Whenever "each" appears in a line of the entries below, that line counts; give the total only.

══ Data excerpts

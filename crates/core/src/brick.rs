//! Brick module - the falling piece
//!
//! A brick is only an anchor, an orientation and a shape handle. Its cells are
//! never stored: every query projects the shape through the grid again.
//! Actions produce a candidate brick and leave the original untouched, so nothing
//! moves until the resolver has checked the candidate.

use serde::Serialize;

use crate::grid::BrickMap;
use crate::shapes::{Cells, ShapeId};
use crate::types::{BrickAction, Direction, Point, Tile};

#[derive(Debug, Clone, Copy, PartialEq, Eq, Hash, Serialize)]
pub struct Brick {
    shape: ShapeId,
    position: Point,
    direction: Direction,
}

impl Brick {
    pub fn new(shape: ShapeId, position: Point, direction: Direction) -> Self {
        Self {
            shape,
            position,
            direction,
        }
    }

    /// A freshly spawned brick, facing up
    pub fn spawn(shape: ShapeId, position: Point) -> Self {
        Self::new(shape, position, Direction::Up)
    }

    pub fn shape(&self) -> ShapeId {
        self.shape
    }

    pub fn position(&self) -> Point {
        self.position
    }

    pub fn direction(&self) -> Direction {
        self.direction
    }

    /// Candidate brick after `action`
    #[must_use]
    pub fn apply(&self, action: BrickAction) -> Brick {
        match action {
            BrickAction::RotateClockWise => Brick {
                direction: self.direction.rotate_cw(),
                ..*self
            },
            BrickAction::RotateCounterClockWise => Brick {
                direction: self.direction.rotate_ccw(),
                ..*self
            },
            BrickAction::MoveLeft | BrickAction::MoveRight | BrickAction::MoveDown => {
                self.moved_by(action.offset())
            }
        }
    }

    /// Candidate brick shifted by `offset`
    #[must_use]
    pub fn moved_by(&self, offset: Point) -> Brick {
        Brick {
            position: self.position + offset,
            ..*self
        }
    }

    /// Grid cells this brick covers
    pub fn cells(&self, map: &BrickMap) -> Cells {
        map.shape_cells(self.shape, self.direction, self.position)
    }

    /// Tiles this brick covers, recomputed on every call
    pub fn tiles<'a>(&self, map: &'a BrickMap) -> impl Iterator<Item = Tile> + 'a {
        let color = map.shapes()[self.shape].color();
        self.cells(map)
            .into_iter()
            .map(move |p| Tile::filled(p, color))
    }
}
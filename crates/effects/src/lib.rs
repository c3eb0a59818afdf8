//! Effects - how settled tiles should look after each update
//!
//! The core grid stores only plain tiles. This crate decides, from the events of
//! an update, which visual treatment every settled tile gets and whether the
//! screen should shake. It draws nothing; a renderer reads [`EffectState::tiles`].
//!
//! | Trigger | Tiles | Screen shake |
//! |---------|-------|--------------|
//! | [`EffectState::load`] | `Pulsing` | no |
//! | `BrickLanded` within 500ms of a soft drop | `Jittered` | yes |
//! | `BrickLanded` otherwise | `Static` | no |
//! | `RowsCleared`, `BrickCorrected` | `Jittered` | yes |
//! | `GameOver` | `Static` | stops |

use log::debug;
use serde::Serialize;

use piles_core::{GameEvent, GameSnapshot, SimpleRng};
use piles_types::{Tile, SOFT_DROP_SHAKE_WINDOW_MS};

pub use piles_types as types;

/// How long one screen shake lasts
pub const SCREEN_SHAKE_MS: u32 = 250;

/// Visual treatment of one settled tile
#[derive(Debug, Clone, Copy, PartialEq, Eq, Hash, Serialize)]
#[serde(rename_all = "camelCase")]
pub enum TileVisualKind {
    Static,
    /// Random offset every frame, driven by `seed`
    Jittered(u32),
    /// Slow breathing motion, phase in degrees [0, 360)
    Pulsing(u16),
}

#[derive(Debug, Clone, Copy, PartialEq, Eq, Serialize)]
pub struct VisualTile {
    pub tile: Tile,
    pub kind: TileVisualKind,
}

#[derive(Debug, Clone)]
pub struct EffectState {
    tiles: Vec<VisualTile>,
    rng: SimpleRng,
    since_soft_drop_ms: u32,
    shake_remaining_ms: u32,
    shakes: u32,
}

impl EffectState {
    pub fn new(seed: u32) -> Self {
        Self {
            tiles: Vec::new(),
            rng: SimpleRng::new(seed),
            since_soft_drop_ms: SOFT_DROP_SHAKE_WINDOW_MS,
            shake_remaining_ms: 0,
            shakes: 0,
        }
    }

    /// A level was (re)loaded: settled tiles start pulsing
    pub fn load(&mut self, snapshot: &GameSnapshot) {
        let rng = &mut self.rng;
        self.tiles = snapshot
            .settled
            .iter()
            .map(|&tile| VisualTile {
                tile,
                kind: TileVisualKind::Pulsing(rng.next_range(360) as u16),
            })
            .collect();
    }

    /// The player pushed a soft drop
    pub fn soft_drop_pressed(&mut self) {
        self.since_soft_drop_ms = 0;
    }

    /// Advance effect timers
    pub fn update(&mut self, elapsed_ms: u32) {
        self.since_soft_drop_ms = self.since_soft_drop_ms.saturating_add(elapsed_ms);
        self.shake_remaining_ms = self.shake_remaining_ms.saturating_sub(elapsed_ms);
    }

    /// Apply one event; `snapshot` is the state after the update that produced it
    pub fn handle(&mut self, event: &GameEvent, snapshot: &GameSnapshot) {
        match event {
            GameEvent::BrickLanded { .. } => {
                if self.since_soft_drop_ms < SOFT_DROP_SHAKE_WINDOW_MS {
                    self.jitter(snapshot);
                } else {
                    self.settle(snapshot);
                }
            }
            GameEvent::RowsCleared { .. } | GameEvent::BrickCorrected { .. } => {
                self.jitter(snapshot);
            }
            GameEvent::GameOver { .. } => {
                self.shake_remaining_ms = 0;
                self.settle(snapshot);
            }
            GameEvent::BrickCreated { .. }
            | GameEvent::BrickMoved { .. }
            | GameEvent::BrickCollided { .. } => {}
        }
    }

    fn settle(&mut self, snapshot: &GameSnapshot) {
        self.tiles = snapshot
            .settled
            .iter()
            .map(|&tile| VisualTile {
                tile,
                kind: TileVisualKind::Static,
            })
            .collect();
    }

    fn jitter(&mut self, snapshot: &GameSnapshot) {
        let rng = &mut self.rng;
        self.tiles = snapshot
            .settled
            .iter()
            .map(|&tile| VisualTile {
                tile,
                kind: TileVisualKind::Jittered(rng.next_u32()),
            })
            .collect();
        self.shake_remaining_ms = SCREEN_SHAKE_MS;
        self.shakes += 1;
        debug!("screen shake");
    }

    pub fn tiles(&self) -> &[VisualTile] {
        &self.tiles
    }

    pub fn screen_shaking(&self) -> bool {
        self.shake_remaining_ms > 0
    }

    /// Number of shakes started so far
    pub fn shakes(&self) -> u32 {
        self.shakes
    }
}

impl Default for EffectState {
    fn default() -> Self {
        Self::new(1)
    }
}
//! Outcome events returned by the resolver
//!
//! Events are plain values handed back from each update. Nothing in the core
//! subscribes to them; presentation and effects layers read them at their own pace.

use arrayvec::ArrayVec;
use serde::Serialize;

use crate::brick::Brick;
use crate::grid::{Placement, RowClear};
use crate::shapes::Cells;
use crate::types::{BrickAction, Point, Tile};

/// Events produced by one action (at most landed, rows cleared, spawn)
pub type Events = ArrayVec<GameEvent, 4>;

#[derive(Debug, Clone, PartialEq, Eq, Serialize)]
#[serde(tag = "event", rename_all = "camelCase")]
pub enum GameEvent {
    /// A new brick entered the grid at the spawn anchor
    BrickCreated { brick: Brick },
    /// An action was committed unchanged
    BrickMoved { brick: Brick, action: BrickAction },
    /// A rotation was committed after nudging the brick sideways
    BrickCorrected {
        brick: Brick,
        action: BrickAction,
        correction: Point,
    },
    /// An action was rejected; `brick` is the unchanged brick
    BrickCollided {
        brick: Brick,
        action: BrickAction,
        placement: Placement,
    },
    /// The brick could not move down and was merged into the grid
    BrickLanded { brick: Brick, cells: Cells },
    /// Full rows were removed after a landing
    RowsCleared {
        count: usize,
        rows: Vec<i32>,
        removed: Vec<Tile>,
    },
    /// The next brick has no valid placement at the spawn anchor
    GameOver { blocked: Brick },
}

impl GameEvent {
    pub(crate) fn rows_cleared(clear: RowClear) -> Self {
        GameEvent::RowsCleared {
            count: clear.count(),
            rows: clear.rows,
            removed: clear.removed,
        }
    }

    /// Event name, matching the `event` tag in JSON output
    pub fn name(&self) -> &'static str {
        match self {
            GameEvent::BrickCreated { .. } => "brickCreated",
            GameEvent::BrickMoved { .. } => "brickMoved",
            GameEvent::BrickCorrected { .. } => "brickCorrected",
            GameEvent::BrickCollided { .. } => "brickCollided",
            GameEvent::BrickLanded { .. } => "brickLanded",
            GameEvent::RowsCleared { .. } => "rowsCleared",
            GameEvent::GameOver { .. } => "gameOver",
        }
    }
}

════
══ Data excerpts

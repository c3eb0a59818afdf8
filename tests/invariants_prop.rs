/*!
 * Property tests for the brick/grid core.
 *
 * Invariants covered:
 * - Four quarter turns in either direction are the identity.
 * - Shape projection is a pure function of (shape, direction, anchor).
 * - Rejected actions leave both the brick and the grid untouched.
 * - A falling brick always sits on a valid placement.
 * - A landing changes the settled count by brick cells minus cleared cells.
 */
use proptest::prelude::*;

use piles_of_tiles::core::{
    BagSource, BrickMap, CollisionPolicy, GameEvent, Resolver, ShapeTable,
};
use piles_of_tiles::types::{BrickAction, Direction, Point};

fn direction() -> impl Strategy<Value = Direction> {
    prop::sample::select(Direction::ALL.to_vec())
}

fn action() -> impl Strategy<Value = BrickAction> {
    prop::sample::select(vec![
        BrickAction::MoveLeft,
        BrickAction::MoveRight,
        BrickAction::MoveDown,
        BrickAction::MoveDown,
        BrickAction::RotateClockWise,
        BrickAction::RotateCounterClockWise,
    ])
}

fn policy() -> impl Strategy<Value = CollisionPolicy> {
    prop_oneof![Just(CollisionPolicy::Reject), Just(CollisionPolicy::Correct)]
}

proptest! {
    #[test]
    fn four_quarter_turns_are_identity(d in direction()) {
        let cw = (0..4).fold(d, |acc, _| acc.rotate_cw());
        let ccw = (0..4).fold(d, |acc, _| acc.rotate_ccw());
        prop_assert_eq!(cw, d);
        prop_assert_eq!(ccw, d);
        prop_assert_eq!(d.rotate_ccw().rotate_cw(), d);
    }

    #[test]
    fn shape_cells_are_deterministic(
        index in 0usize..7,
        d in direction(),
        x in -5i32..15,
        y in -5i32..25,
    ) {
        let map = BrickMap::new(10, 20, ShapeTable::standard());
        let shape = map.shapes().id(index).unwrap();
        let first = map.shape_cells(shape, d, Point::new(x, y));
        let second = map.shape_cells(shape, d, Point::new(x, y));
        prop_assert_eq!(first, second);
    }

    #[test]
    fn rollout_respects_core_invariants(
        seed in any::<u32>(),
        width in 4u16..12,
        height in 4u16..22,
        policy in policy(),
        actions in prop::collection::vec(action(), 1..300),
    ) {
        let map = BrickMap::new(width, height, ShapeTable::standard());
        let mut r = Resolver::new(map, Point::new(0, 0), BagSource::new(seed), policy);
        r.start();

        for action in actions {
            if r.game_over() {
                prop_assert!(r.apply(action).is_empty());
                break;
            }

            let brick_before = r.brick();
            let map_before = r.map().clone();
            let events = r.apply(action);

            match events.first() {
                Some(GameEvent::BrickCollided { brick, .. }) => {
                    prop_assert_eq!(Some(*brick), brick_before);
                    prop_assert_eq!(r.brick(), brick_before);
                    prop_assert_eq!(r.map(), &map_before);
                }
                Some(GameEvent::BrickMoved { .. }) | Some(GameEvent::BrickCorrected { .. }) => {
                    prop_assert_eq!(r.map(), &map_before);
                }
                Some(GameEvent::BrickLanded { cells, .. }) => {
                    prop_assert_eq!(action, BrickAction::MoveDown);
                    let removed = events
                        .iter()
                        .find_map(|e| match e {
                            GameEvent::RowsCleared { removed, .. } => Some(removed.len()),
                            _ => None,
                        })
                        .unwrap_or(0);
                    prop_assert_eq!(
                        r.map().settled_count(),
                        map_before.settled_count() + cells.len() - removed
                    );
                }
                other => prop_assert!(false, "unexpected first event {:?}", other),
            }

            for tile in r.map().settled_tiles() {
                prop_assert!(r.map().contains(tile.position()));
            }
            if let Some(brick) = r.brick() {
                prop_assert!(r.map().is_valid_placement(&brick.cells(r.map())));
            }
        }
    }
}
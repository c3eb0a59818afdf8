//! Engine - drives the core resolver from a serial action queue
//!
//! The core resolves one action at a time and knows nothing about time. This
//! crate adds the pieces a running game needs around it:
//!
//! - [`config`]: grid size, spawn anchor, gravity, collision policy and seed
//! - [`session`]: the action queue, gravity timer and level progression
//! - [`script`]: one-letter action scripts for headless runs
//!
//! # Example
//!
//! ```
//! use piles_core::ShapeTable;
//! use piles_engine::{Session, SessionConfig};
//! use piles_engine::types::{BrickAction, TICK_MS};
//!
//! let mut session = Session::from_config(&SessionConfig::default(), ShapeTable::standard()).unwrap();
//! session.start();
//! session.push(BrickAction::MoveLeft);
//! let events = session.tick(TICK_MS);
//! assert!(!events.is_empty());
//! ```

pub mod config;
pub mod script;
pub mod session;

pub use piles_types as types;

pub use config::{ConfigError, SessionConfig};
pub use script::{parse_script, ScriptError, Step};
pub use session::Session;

════

Result:
2